(Prompt):
Look below for the line containing "per-backend async mutex."; from there, print each line exactly up to and including the line containing "pub(crate) fn has_file_with_extension(dir: &Path, ext: &str)", and stop.
»»
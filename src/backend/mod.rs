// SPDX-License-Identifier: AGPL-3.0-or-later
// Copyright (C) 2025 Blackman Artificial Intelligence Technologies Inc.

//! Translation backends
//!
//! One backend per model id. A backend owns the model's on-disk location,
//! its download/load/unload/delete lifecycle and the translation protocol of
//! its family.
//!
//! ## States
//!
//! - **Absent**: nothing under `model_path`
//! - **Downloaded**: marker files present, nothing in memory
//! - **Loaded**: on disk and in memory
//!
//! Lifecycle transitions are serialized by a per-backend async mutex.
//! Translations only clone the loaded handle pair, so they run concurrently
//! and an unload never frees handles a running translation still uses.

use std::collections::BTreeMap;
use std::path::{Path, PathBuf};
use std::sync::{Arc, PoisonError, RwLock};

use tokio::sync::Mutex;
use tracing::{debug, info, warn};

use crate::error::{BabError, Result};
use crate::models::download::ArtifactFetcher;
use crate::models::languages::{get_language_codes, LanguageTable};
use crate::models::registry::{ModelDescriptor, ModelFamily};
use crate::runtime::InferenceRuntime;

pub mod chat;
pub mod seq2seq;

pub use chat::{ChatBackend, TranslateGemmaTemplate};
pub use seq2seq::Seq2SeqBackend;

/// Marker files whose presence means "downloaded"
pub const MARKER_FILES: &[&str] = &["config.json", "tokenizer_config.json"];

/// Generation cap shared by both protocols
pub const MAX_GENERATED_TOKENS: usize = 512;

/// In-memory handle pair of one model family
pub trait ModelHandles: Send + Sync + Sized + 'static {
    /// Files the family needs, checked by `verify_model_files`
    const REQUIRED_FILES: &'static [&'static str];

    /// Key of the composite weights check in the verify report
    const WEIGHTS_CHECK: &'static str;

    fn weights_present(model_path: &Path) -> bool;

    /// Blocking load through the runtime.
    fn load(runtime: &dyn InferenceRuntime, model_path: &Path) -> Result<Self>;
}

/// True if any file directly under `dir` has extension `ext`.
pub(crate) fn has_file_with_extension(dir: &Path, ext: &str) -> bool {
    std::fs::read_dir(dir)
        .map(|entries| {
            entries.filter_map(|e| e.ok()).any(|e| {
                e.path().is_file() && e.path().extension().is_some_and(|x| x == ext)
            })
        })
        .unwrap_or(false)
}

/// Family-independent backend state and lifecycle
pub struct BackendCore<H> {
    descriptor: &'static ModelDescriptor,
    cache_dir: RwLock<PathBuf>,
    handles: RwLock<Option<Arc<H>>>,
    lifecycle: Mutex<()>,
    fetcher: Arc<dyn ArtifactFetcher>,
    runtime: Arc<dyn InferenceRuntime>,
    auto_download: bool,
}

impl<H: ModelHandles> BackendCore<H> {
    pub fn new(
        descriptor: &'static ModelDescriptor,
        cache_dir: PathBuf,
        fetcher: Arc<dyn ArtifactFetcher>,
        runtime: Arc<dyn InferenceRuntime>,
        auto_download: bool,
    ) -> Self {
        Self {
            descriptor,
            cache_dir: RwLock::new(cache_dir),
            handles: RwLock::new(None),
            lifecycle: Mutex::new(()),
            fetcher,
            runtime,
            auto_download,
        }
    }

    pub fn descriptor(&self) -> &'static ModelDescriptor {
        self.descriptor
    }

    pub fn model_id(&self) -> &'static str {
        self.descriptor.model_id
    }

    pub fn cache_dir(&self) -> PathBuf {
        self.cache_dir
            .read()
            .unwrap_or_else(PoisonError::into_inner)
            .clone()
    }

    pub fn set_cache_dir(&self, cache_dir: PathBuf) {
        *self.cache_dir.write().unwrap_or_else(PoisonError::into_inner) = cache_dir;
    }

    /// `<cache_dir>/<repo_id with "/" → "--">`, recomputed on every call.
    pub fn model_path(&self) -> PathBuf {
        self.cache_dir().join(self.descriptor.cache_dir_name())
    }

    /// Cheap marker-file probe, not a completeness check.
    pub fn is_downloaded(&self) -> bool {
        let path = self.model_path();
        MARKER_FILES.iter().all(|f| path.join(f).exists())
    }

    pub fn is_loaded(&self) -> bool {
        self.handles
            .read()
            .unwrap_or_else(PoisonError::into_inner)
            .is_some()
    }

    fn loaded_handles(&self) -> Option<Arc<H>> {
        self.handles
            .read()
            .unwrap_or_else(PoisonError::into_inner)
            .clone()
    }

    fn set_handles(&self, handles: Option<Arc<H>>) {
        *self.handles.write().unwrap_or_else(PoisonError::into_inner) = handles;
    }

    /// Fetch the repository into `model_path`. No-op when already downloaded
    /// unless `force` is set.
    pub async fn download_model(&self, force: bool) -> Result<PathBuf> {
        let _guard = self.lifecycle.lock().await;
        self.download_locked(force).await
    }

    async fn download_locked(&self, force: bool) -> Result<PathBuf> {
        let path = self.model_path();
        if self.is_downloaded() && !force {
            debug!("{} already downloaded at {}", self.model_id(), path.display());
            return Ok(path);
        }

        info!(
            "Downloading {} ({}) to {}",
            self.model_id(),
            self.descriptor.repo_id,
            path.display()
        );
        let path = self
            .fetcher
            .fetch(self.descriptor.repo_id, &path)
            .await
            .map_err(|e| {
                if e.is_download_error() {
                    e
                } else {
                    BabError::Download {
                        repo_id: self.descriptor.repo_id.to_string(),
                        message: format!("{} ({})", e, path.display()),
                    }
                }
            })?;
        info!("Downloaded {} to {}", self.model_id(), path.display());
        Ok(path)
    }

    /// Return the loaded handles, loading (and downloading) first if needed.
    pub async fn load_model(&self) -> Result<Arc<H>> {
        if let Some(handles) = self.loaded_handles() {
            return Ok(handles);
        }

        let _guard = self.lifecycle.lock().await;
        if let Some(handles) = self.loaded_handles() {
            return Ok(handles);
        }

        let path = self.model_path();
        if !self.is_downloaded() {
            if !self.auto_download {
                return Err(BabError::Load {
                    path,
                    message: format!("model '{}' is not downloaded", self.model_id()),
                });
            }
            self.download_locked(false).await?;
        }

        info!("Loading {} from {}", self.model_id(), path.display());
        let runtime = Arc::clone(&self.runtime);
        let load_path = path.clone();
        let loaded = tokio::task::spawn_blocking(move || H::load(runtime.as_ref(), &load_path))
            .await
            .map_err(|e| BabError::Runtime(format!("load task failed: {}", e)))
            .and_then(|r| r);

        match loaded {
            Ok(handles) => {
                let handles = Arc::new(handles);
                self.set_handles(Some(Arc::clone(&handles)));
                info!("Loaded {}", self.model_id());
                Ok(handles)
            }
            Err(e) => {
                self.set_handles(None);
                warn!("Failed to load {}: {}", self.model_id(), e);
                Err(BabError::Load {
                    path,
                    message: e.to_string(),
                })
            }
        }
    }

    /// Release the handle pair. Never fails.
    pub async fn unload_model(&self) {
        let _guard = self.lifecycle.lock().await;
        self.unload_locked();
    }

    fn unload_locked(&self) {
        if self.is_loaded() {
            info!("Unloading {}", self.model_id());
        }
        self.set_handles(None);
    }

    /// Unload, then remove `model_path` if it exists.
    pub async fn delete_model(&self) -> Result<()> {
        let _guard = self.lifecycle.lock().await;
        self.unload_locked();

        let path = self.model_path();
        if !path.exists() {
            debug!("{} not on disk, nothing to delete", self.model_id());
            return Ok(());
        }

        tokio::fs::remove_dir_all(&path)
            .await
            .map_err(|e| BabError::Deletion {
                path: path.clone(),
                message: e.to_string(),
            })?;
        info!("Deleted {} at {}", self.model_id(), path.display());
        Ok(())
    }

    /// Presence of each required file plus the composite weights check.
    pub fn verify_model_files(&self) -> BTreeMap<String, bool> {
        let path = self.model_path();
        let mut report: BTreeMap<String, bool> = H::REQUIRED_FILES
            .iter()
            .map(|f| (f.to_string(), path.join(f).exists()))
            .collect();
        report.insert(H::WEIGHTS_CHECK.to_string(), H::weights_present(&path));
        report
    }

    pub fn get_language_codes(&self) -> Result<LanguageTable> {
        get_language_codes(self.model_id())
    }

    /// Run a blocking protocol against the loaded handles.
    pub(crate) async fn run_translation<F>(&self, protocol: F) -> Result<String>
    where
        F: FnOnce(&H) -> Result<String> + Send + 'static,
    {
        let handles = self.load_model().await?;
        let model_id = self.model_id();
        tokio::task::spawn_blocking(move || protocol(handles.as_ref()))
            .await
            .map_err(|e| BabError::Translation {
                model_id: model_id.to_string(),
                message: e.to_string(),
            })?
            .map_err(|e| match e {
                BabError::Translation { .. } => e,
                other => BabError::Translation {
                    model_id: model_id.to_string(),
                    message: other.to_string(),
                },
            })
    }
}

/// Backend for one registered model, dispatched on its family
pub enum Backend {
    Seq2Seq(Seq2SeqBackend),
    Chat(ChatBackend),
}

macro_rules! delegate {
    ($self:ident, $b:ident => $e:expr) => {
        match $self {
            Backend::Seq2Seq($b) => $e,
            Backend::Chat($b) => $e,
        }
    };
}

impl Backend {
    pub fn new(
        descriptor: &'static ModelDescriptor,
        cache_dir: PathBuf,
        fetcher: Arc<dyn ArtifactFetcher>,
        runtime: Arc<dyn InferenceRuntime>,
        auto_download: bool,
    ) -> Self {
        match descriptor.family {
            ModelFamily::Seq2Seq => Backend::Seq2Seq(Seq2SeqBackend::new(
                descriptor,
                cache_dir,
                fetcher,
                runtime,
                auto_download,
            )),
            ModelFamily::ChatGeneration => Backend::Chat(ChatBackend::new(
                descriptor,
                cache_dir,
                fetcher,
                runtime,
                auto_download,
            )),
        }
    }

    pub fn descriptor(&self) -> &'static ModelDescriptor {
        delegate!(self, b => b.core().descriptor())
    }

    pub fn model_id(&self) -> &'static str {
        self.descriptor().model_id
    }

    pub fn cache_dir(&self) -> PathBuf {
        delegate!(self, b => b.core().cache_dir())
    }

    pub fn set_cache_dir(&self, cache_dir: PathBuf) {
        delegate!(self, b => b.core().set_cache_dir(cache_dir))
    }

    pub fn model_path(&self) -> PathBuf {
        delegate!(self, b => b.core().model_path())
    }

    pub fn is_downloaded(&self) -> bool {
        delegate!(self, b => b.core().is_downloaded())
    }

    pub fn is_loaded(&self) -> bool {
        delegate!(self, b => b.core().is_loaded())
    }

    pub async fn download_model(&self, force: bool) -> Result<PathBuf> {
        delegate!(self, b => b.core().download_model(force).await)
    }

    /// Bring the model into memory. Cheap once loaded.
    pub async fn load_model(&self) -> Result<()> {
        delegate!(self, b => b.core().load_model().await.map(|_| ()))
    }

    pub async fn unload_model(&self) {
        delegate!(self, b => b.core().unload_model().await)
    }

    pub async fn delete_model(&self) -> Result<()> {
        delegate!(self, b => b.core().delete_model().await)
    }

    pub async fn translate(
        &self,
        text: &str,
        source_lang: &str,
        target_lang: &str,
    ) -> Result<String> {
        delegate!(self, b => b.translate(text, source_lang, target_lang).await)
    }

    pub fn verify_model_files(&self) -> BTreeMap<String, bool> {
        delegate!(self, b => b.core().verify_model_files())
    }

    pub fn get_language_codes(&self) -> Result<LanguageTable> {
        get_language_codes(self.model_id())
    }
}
««
(Exercise answer):
//! Lifecycle transitions are serialized by a per-backend async mutex.
//! Translations only clone the loaded handle pair, so they run concurrently
//! and an unload never frees handles a running translation still uses.

use std::collections::BTreeMap;
use std::path::{Path, PathBuf};
use std::sync::{Arc, PoisonError, RwLock};

use tokio::sync::Mutex;
use tracing::{debug, info, warn};

use crate::error::{BabError, Result};
use crate::models::download::ArtifactFetcher;
use crate::models::languages::{get_language_codes, LanguageTable};
use crate::models::registry::{ModelDescriptor, ModelFamily};
use crate::runtime::InferenceRuntime;

pub mod chat;
pub mod seq2seq;

pub use chat::{ChatBackend, TranslateGemmaTemplate};
pub use seq2seq::Seq2SeqBackend;

/// Marker files whose presence means "downloaded"
pub const MARKER_FILES: &[&str] = &["config.json", "tokenizer_config.json"];

/// Generation cap shared by both protocols
pub const MAX_GENERATED_TOKENS: usize = 512;

/// In-memory handle pair of one model family
pub trait ModelHandles: Send + Sync + Sized + 'static {
    /// Files the family needs, checked by `verify_model_files`
    const REQUIRED_FILES: &'static [&'static str];

    /// Key of the composite weights check in the verify report
    const WEIGHTS_CHECK: &'static str;

    fn weights_present(model_path: &Path) -> bool;

    /// Blocking load through the runtime.
    fn load(runtime: &dyn InferenceRuntime, model_path: &Path) -> Result<Self>;
}

/// True if any file directly under `dir` has extension `ext`.
pub(crate) fn has_file_with_extension(dir: &Path, ext: &str) -> bool {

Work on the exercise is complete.